**EXERCISE**.
Filter these records by the string "Instagram", copying each line that holds it.

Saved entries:

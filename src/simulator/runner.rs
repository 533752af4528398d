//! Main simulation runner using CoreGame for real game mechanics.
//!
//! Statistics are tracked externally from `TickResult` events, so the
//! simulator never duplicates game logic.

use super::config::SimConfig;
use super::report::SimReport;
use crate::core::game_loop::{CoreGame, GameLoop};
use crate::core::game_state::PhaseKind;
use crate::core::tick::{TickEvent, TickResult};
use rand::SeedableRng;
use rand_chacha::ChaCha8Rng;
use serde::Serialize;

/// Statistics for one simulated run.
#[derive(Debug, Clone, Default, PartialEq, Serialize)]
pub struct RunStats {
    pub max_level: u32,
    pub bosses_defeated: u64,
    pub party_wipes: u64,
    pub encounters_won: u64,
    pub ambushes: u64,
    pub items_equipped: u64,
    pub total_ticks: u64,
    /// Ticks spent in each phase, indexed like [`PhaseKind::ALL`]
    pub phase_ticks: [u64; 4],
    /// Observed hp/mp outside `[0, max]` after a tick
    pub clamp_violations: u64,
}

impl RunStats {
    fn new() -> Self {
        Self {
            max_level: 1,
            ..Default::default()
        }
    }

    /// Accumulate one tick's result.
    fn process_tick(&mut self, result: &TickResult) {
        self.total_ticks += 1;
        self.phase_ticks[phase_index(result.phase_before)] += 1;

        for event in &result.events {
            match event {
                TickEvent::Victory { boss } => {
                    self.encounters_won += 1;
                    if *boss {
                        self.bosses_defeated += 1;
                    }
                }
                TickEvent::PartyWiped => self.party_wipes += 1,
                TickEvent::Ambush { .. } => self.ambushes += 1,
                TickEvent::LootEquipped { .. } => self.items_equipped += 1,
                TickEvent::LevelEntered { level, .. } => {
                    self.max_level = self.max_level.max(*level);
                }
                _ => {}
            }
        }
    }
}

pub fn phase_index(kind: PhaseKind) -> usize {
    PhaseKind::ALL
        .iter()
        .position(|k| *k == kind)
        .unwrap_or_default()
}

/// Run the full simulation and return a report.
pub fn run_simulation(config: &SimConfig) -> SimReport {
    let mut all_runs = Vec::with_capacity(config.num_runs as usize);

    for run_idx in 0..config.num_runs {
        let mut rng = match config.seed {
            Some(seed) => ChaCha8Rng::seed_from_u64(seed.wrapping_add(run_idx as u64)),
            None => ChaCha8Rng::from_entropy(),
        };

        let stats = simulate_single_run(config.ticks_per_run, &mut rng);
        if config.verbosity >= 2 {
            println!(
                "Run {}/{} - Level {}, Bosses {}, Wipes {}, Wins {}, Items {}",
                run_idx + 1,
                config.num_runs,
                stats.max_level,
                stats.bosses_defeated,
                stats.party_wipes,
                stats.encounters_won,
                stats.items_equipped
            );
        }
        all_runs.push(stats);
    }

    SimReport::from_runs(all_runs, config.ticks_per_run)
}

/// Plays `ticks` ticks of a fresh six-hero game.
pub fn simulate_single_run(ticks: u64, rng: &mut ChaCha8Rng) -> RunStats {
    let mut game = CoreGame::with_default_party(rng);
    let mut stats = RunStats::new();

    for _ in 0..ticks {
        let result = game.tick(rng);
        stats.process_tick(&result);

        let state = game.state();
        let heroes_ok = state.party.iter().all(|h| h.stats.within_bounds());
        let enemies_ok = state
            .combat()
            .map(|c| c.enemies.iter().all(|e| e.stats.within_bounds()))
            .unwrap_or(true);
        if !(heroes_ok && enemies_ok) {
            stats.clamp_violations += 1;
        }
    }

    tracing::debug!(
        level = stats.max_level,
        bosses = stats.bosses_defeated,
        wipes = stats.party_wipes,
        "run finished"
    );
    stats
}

==

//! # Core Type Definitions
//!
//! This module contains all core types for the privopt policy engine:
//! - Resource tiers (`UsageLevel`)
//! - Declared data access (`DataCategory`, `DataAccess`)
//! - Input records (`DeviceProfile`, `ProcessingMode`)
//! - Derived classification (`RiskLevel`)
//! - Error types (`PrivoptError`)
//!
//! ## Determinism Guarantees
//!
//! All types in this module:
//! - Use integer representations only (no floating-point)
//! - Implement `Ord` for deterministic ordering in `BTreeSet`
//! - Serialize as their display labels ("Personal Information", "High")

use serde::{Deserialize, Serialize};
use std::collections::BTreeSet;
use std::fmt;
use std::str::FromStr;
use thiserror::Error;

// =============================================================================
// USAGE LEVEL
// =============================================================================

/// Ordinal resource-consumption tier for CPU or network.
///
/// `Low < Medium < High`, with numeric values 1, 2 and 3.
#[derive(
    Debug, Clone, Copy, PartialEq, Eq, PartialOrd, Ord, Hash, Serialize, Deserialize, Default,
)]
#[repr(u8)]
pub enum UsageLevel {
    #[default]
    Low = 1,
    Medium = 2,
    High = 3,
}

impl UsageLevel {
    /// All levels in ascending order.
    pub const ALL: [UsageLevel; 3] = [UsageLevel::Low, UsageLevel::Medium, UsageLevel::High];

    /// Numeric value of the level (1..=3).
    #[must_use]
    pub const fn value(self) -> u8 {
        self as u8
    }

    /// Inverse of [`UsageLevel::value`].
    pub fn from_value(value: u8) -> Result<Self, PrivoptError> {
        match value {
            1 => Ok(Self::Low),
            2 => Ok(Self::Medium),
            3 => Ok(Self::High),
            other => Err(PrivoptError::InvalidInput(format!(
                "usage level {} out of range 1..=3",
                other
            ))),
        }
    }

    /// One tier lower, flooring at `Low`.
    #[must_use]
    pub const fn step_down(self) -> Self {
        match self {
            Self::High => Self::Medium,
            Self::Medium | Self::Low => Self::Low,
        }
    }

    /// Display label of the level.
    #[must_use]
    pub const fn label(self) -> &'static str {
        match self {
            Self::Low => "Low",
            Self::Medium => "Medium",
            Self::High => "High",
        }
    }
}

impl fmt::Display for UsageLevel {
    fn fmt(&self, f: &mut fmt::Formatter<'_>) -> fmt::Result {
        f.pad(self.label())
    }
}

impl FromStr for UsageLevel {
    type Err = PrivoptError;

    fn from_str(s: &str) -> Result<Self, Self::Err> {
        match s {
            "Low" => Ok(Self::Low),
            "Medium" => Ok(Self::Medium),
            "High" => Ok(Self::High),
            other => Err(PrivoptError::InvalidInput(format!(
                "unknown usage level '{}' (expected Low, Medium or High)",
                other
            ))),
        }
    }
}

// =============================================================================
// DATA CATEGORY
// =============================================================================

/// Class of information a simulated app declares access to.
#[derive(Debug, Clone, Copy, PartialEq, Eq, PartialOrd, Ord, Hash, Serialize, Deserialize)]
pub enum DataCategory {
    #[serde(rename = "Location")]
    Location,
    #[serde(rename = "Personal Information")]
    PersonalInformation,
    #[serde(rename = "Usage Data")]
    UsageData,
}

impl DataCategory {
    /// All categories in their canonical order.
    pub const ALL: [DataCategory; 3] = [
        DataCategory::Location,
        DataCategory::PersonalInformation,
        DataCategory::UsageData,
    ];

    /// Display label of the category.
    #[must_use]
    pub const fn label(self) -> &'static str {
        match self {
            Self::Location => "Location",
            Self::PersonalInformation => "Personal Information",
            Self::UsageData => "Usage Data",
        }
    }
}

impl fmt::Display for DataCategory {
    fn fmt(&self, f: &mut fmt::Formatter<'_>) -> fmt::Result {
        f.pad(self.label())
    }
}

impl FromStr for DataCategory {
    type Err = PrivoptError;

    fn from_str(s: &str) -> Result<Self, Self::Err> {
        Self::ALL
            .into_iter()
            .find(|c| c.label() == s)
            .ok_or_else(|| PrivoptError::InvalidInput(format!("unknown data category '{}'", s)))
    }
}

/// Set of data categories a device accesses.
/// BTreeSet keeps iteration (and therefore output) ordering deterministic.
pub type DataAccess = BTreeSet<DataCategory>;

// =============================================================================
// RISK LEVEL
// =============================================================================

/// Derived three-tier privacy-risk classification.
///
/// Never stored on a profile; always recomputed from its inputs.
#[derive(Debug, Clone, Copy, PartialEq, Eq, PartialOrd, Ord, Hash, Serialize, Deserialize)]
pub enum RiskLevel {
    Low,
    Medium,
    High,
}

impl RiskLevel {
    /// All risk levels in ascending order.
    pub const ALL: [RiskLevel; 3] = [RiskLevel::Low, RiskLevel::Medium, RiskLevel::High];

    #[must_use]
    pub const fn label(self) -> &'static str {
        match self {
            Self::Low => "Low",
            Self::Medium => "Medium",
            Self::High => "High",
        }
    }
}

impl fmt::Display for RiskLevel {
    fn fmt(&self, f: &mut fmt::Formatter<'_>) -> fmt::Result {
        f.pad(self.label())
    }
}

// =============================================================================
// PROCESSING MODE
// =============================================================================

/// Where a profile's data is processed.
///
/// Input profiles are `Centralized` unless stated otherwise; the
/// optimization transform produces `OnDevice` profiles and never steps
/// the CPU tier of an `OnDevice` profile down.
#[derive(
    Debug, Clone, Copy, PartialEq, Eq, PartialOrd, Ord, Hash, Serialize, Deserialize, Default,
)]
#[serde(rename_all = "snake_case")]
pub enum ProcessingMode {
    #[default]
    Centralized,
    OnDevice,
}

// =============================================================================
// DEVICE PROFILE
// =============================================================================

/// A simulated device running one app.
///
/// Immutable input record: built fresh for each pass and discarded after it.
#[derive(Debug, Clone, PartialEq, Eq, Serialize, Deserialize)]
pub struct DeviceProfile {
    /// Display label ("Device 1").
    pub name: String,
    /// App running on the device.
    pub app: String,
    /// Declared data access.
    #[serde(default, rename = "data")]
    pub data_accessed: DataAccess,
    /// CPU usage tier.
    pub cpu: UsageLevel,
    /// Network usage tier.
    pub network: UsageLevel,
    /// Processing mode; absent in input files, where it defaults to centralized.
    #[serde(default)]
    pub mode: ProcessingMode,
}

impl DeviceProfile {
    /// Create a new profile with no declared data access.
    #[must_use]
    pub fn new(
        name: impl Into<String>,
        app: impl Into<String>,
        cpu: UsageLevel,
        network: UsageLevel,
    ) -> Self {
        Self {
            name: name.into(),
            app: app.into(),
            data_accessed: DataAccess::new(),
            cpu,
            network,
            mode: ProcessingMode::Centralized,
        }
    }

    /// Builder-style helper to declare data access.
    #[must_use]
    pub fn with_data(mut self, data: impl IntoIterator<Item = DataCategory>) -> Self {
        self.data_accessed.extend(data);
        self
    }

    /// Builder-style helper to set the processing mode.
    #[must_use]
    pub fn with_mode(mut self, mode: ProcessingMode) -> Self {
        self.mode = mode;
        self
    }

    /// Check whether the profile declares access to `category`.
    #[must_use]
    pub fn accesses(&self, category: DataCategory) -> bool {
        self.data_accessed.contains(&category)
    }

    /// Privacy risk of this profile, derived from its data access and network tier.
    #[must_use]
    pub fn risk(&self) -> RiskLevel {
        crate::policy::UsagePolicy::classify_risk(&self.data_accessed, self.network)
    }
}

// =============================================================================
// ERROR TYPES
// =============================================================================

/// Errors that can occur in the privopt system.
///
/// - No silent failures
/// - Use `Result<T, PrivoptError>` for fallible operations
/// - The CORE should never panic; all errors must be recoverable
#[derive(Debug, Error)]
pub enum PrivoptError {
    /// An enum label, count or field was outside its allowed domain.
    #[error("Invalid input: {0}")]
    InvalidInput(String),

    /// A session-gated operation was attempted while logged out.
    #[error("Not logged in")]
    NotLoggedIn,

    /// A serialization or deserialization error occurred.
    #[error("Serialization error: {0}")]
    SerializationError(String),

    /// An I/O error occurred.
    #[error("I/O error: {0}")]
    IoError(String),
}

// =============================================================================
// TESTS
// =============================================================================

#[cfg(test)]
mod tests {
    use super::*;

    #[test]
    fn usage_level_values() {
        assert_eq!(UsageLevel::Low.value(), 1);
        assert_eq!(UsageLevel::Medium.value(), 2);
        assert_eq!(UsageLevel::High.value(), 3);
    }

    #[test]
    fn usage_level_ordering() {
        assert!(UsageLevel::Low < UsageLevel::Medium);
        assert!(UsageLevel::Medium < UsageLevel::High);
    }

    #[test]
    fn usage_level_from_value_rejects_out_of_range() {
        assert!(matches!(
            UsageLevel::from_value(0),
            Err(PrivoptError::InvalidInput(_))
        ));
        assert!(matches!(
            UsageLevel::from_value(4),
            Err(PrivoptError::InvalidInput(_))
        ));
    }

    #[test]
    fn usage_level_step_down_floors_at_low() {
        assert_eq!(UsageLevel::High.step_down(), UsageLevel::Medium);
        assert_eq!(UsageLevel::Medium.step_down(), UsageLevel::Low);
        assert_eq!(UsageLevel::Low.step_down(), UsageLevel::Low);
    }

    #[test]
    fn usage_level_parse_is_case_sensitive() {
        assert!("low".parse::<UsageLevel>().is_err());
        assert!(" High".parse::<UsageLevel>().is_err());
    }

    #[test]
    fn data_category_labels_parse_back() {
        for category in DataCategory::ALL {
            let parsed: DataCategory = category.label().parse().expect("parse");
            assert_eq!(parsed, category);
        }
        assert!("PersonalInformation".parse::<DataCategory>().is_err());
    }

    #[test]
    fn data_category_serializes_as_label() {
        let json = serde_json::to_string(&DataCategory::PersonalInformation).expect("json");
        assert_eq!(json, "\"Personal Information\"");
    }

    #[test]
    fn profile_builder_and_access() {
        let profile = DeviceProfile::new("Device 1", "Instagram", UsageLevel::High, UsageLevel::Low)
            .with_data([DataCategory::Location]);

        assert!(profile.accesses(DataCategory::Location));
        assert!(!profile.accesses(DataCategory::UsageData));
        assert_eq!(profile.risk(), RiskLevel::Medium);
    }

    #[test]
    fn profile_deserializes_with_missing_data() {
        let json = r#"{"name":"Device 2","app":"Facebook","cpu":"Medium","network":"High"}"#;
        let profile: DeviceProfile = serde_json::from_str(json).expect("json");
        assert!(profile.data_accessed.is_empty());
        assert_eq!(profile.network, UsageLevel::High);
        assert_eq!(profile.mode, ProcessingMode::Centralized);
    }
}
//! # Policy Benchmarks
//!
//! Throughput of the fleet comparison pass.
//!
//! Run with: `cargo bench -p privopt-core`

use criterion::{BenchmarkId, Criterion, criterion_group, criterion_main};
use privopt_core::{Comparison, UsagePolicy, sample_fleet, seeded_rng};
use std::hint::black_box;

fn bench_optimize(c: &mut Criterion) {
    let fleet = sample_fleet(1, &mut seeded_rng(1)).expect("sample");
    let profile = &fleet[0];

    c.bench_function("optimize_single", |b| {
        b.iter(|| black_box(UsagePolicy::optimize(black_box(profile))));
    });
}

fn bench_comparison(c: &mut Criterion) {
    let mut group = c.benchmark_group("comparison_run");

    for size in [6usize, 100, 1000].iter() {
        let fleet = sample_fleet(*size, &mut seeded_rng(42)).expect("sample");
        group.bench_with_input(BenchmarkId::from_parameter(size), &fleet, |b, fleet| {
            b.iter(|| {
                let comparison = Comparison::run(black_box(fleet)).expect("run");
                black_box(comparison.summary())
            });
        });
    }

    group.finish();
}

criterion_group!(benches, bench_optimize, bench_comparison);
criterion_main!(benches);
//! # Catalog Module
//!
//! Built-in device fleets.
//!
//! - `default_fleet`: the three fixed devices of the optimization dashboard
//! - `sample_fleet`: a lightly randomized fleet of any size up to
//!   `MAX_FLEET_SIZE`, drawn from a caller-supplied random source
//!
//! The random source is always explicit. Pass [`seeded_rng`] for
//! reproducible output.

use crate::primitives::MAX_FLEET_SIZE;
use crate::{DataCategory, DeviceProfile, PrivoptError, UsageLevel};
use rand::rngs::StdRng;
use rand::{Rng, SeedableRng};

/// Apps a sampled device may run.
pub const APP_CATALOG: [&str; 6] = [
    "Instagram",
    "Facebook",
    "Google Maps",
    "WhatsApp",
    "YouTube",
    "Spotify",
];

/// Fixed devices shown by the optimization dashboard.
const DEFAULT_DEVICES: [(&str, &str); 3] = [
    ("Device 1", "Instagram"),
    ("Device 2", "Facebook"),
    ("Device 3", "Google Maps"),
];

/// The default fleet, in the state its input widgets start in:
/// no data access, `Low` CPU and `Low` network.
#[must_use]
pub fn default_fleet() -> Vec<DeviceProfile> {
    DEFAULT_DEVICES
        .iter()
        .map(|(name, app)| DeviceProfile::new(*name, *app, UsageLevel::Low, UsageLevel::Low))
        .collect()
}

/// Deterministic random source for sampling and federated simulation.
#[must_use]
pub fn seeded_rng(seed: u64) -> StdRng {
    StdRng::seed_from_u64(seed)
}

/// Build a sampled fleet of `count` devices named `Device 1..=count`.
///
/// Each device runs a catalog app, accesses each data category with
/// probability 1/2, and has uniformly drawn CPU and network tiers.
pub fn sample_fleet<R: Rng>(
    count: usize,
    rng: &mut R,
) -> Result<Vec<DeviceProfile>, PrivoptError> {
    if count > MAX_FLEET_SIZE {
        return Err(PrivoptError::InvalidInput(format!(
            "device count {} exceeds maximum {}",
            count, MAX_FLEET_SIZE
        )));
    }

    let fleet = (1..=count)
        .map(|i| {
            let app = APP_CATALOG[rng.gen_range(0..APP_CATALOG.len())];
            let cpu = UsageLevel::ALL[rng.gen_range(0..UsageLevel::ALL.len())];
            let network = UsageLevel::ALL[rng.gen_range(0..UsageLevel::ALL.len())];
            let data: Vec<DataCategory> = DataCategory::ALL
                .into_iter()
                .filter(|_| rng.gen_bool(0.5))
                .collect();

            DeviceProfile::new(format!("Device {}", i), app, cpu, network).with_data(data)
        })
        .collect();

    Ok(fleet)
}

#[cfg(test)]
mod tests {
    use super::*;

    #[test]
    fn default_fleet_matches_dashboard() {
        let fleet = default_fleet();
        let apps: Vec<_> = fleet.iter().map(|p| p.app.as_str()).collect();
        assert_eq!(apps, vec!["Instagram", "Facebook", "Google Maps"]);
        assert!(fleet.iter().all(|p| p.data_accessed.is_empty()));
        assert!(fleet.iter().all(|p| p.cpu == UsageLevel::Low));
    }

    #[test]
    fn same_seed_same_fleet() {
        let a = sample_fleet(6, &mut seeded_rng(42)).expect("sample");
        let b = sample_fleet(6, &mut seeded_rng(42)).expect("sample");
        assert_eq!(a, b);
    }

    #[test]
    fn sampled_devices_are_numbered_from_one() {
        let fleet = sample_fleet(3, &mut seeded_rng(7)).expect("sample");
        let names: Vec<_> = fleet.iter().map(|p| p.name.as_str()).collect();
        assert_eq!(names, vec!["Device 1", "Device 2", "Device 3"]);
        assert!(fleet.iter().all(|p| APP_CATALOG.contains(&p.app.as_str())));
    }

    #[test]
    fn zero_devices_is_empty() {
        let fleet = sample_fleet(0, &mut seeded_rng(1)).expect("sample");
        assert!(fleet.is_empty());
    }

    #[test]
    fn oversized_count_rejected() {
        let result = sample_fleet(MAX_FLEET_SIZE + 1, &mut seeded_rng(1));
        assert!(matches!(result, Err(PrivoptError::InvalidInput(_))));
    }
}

--

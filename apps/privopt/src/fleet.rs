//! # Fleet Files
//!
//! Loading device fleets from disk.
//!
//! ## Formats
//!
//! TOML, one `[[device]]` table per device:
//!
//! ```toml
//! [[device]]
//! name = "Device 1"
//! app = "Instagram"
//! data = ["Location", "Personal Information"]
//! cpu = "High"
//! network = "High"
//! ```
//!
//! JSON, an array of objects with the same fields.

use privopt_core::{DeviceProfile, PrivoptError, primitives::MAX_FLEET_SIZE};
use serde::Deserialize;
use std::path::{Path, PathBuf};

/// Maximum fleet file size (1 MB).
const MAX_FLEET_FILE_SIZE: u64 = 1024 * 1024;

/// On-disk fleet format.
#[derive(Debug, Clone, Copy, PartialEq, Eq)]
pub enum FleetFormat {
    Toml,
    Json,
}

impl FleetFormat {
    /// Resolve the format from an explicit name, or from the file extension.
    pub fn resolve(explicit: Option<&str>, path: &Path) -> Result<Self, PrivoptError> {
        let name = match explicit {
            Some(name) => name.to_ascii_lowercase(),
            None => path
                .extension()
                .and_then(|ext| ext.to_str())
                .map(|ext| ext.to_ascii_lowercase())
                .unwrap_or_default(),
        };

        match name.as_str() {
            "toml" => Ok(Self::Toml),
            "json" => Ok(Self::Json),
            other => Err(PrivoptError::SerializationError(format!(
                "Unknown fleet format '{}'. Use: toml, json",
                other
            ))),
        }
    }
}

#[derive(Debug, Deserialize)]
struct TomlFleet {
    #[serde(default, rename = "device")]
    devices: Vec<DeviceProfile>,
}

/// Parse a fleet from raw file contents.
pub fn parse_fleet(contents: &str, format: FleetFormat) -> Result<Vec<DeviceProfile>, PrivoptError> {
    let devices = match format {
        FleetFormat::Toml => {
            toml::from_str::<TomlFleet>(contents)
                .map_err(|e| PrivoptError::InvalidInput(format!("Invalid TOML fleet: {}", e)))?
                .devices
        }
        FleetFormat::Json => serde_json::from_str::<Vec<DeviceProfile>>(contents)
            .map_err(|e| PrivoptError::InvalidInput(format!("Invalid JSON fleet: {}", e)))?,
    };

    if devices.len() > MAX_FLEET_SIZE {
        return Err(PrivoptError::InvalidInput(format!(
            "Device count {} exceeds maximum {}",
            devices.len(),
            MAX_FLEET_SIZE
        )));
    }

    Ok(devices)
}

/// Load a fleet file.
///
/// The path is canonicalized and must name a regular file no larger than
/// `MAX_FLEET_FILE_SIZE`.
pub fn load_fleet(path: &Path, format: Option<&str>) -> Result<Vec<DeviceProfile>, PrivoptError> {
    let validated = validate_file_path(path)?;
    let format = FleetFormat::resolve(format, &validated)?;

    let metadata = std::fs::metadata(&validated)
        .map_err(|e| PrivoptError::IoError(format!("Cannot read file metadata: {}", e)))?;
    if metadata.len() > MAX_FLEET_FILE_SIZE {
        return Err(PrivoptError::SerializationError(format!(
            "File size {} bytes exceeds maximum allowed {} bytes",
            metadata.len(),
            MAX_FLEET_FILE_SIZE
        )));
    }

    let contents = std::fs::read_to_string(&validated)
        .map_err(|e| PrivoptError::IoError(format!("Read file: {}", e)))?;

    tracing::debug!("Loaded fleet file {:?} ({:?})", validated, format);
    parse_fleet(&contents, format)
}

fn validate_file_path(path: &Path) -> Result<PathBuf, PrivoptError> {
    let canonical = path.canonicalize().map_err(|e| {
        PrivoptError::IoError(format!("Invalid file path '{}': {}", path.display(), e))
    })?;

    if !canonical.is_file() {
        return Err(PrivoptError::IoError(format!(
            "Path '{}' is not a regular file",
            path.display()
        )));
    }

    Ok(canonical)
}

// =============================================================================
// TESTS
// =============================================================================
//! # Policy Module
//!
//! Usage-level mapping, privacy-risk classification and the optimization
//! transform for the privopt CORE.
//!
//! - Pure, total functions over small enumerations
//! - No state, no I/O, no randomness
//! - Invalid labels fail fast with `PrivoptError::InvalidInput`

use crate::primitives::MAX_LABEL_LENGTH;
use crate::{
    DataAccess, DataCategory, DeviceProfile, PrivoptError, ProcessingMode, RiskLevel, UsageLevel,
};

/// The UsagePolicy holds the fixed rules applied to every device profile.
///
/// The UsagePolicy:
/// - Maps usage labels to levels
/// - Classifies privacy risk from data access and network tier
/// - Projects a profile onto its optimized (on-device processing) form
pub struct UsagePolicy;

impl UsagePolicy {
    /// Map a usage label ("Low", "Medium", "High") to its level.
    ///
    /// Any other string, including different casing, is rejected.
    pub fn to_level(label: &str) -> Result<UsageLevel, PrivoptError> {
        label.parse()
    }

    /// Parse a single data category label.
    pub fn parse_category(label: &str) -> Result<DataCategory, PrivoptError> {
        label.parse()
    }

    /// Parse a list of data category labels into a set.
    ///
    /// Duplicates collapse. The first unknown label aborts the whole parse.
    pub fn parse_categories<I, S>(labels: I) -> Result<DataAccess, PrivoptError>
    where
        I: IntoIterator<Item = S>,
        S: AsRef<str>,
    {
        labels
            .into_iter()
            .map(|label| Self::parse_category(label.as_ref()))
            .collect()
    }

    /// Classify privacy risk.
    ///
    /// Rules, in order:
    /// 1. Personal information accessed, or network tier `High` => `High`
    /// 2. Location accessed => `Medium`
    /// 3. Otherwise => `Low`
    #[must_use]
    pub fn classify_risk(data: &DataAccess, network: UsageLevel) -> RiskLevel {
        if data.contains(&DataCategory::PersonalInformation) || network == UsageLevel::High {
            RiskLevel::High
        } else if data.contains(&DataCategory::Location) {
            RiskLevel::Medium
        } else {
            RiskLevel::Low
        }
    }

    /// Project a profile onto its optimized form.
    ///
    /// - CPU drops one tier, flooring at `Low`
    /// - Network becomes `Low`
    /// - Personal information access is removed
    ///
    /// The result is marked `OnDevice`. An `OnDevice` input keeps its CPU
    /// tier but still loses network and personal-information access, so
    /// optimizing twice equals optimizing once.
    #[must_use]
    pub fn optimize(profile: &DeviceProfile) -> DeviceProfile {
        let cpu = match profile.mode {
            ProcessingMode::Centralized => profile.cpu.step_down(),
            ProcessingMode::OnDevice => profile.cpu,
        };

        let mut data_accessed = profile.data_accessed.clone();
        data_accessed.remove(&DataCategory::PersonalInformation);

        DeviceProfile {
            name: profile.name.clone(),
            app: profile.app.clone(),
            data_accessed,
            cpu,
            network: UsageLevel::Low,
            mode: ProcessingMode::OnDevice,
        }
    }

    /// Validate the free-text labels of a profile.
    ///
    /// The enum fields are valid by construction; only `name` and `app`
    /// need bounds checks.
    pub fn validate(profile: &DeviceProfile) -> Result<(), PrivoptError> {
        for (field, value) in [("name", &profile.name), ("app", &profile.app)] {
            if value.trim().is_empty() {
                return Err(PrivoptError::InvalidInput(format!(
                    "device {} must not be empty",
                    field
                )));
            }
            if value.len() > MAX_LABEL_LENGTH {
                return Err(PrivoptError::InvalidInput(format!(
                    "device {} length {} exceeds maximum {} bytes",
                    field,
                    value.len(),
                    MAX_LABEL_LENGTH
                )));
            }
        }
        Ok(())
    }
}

**COMPLETED TASK**.
        let profile = DeviceProfile::new("Device 1", "Instagram", UsageLevel::High, UsageLevel::Low)
    "Instagram",
    ("Device 1", "Instagram"),
        assert_eq!(apps, vec!["Instagram", "Facebook", "Google Maps"]);
//! app = "Instagram"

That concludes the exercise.